Es importantísimo, y de eso creo que desgraciadamente carecemos, poner en marcha en paralelo una auténtica agenda de pedagogía ciudadana. Porque no se trata simplemente de qué bonito queda el árbol en las fotografías, qué bonito es ese jardín vertical... Ante todo hay que avanzar en esa agenda de pedagogía que tiene que ser permanente y que hoy por hoy no está en la calle. La gente en general usa muy mal el mobiliario urbano.

"Hace falta también una auténtica agenda de pedagogía ciudadana"

¿Se olvidaron los urbanistas de estos aspectos a la hora de diseñar espacios urbanos, sí se han tenido en cuenta o los propusieron pero no les hicieron caso?

Nuestro papel es realmente complicado. En realidad no podemos hablar de urbanistas en sentido estricto. Participan infinidad de disciplinas: arquitectos, ingenieros, abogados, ambientalistas, geógrafos, economistas, sociólogos, mediadores, asistentes sociales... Sería suicida intervenir si no tienes un diagnóstico amplio.
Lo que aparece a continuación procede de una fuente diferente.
//! Key/value storage backends for the save bundle
//!
//! - `MemoryStorage`: in-process map (tests, headless hosts)
//! - `FileStorage`: one JSON file per key, written atomically
//!   (tmp → save, old save → backup)
//! - `LocalStorage`: browser LocalStorage (wasm32 only)

use std::collections::HashMap;
use std::fs;
use std::io::ErrorKind;
use std::path::{Path, PathBuf};

use crate::error::StoreError;

/// Backend the persistence layer writes through
pub trait SaveStorage {
    /// Probe whether the backend accepts reads and writes right now
    fn is_available(&mut self) -> bool;

    /// Read the value for `key` (`None` if never written)
    fn read(&self, key: &str) -> Result<Option<String>, StoreError>;

    /// Replace the value for `key`. Must not leave a partial value behind.
    fn write(&mut self, key: &str, value: &str) -> Result<(), StoreError>;

    fn remove(&mut self, key: &str) -> Result<(), StoreError>;
}

/// In-memory backend with switches for simulating failures
#[derive(Debug, Clone, Default)]
pub struct MemoryStorage {
    entries: HashMap<String, String>,
    unavailable: bool,
    failing_writes: bool,
    writes: usize,
}

impl MemoryStorage {
    pub fn new() -> Self {
        Self::default()
    }

    /// Backend that refuses every operation
    pub fn unavailable() -> Self {
        Self {
            unavailable: true,
            ..Self::default()
        }
    }

    /// Backend that probes fine but rejects writes (quota exceeded)
    pub fn with_failing_writes() -> Self {
        Self {
            failing_writes: true,
            ..Self::default()
        }
    }

    /// Seed a raw value, bypassing the write counter
    pub fn insert_raw(&mut self, key: &str, value: impl Into<String>) {
        self.entries.insert(key.to_string(), value.into());
    }

    pub fn raw(&self, key: &str) -> Option<&str> {
        self.entries.get(key).map(String::as_str)
    }

    /// Successful writes so far
    pub fn write_count(&self) -> usize {
        self.writes
    }
}

impl SaveStorage for MemoryStorage {
    fn is_available(&mut self) -> bool {
        !self.unavailable
    }

    fn read(&self, key: &str) -> Result<Option<String>, StoreError> {
        if self.unavailable {
            return Err(StoreError::StorageUnavailable("memory store disabled".into()));
        }
        Ok(self.entries.get(key).cloned())
    }

    fn write(&mut self, key: &str, value: &str) -> Result<(), StoreError> {
        if self.unavailable || self.failing_writes {
            return Err(StoreError::StorageUnavailable("quota exceeded".into()));
        }
        self.entries.insert(key.to_string(), value.to_string());
        self.writes += 1;
        Ok(())
    }

    fn remove(&mut self, key: &str) -> Result<(), StoreError> {
        if self.unavailable {
            return Err(StoreError::StorageUnavailable("memory store disabled".into()));
        }
        self.entries.remove(key);
        Ok(())
    }
}

/// Directory-backed storage, one `<key>.json` per key
#[derive(Debug, Clone)]
pub struct FileStorage {
    dir: PathBuf,
}

impl FileStorage {
    const PROBE_FILE: &'static str = "__storage_test__";

    pub fn new(dir: impl Into<PathBuf>) -> Self {
        Self { dir: dir.into() }
    }

    pub fn dir(&self) -> &Path {
        &self.dir
    }

    /// Path of the live save for `key`
    pub fn path_for(&self, key: &str) -> PathBuf {
        self.dir.join(format!("{}.json", key))
    }

    fn temp_path_for(&self, key: &str) -> PathBuf {
        self.dir.join(format!("{}.json.tmp", key))
    }

    /// Previous save, kept after each successful write
    pub fn backup_path_for(&self, key: &str) -> PathBuf {
        self.dir.join(format!("{}.json.bak", key))
    }
}

impl SaveStorage for FileStorage {
    fn is_available(&mut self) -> bool {
        let probe = self.dir.join(Self::PROBE_FILE);
        let result = fs::create_dir_all(&self.dir)
            .and_then(|_| fs::write(&probe, Self::PROBE_FILE))
            .and_then(|_| fs::remove_file(&probe));
        match result {
            Ok(()) => true,
            Err(e) => {
                log::warn!("Save directory {} unavailable: {}", self.dir.display(), e);
                false
            }
        }
    }

    fn read(&self, key: &str) -> Result<Option<String>, StoreError> {
        match fs::read_to_string(self.path_for(key)) {
            Ok(contents) => Ok(Some(contents)),
            Err(e) if e.kind() == ErrorKind::NotFound => Ok(None),
            Err(e) => Err(e.into()),
        }
    }

    fn write(&mut self, key: &str, value: &str) -> Result<(), StoreError> {
        fs::create_dir_all(&self.dir)?;
        let target = self.path_for(key);
        let temp = self.temp_path_for(key);

        fs::write(&temp, value)?;
        if target.exists() {
            fs::rename(&target, self.backup_path_for(key))?;
        }
        fs::rename(&temp, &target)?;
        Ok(())
    }

    fn remove(&mut self, key: &str) -> Result<(), StoreError> {
        for path in [self.path_for(key), self.backup_path_for(key)] {
            match fs::remove_file(&path) {
                Ok(()) => {}
                Err(e) if e.kind() == ErrorKind::NotFound => {}
                Err(e) => return Err(e.into()),
            }
        }
        Ok(())
    }
}

/// Browser LocalStorage backend
#[cfg(target_arch = "wasm32")]
#[derive(Debug, Default, Clone, Copy)]
pub struct LocalStorage;

#[cfg(target_arch = "wasm32")]
impl LocalStorage {
    fn storage() -> Option<web_sys::Storage> {
        web_sys::window()
            .and_then(|w| w.local_storage().ok())
            .flatten()
    }

    fn unavailable(err: wasm_bindgen::JsValue) -> StoreError {
        StoreError::StorageUnavailable(format!("{:?}", err))
    }
}

#[cfg(target_arch = "wasm32")]
impl SaveStorage for LocalStorage {
    fn is_available(&mut self) -> bool {
        const PROBE: &str = "__storage_test__";
        match Self::storage() {
            Some(storage) => {
                storage.set_item(PROBE, PROBE).is_ok() && storage.remove_item(PROBE).is_ok()
            }
            None => false,
        }
    }

    fn read(&self, key: &str) -> Result<Option<String>, StoreError> {
        let storage = Self::storage()
            .ok_or_else(|| StoreError::StorageUnavailable("no localStorage".into()))?;
        storage.get_item(key).map_err(Self::unavailable)
    }

    fn write(&mut self, key: &str, value: &str) -> Result<(), StoreError> {
        let storage = Self::storage()
            .ok_or_else(|| StoreError::StorageUnavailable("no localStorage".into()))?;
        storage.set_item(key, value).map_err(Self::unavailable)
    }

    fn remove(&mut self, key: &str) -> Result<(), StoreError> {
        let storage = Self::storage()
            .ok_or_else(|| StoreError::StorageUnavailable("no localStorage".into()))?;
        storage.remove_item(key).map_err(Self::unavailable)
    }
}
El problema es cómo coordinar todos estos diagnósticos y conocimientos, y además, por si fuera poco, cómo encajarlos en los marcos legales para que no se anulen en cadena. Nosotros no ordenamos el territorio en un sentido general; ordenamos los usos en función de determinadas necesidades sociales, oportunidades económicas, necesidades materiales, necesidades ambientales... Y hacemos propuestas que tienen que encajar en los objetivos, siempre políticos. Hablar de urbanismo, en un sentido genérico, es hablar de política. Para buscar la calidad del espacio público hay que partir de unas decisiones que no toman los profesionales, sino los políticos.